[Items listed in a dataset]
%%

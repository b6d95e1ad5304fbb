//! 各阶段的 Prompt 模板
//!
//! 措辞不属于契约；每个模板都内嵌输入记录（JSON）与原始转写稿，并声明期望的 JSON 输出格式。

use serde::Serialize;

use super::schema::{ActionRecord, UnderstandingRecord};

const STRICT: &str =
    "[STRICT INSTRUCTION: RESPOND ONLY WITH VALID JSON. NO PREAMBLE, NO EXPLANATION, NO CONVERSATION.]";

fn pretty<T: Serialize>(value: &T) -> String {
    serde_json::to_string_pretty(value).unwrap_or_else(|_| "{}".to_string())
}

pub fn understanding(transcript: &str) -> String {
    format!(
        r#"{STRICT}

You are a Meeting Understanding Agent. Analyze the meeting transcript and extract structured information:
participants, key discussion points, decisions made, unresolved issues, risks, and main topics.

TRANSCRIPT:
{transcript}

OUTPUT FORMAT (JSON):
{{
  "participants": ["participant names"],
  "keyPoints": ["main discussion points"],
  "decisions": ["decisions made"],
  "unresolvedIssues": ["pending or unresolved topics"],
  "risks": ["risks or concerns"],
  "topics": ["main topics"],
  "meetingSummary": "A brief 2-3 sentence summary"
}}

{STRICT}"#
    )
}

pub fn action_items(summary: &UnderstandingRecord, transcript: &str) -> String {
    format!(
        r#"{STRICT}

You are an Action & Ownership Agent. Extract every task, action item, or commitment from the RAW TRANSCRIPT,
using the structured summary for context. For each task determine the owner, the deadline, and the priority.
Look for phrases like "I will", "can you", "responsible for", "deadline is".
Use "UNASSIGNED" when there is no clear owner and "NO_DEADLINE" when there is no deadline.

STRUCTURED SUMMARY:
{summary}

RAW TRANSCRIPT:
{transcript}

OUTPUT FORMAT (JSON):
{{
  "actionItems": [
    {{
      "id": 1,
      "task": "Description of the task",
      "owner": "Person name or UNASSIGNED",
      "deadline": "Date/time or NO_DEADLINE",
      "priority": "high|medium|low",
      "status": "pending"
    }}
  ]
}}

{STRICT}"#,
        summary = pretty(summary),
    )
}

pub fn follow_up(summary: &UnderstandingRecord, actions: &ActionRecord, transcript: &str) -> String {
    format!(
        r#"{STRICT}

You are a Follow-Up Orchestration Agent. Based on the meeting outcomes and action items, recommend follow-up
actions, identify items that need escalation, and decide whether another meeting is needed.

STRUCTURED SUMMARY:
{summary}

ACTION ITEMS:
{actions}

RAW TRANSCRIPT:
{transcript}

OUTPUT FORMAT (JSON):
{{
  "followUpActions": [
    {{
      "id": 1,
      "action": "Description of follow-up action",
      "type": "meeting|email|escalation|reminder|review",
      "urgency": "high|medium|low",
      "suggestedDate": "recommended date or timeframe",
      "involvedParties": ["people involved"],
      "reason": "Why this follow-up is needed"
    }}
  ],
  "escalations": [
    {{ "issue": "Issue to escalate", "escalateTo": "Person or role", "reason": "Why" }}
  ],
  "nextMeetingSuggestion": {{
    "recommended": true,
    "suggestedTimeframe": "e.g. within 1 week",
    "agenda": ["agenda items"],
    "requiredAttendees": ["attendees"]
  }}
}}

{STRICT}"#,
        summary = pretty(summary),
        actions = pretty(actions),
    )
}

pub fn qa(summary: &UnderstandingRecord, question: &str) -> String {
    format!(
        r#"{STRICT}

You are a Knowledge/Q&A Agent. Answer the user's question based ONLY on the meeting content below.
If the answer is not in the meeting content, say so clearly.

MEETING CONTENT:
{summary}

USER QUESTION:
{question}

OUTPUT FORMAT (JSON):
{{
  "answer": "Your answer",
  "confidence": "high|medium|low",
  "relevantContext": ["supporting quotes or points"],
  "relatedTopics": ["related topics"]
}}

{STRICT}"#,
        summary = pretty(summary),
    )
}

%%

## Directions for this task
In the records above, find each line with the string "UNASSIGNED" and list it.

## Answer box
Use "UNASSIGNED" when there is no clear owner and "NO_DEADLINE" when there is no deadline.
      "owner": "Person name or UNASSIGNED",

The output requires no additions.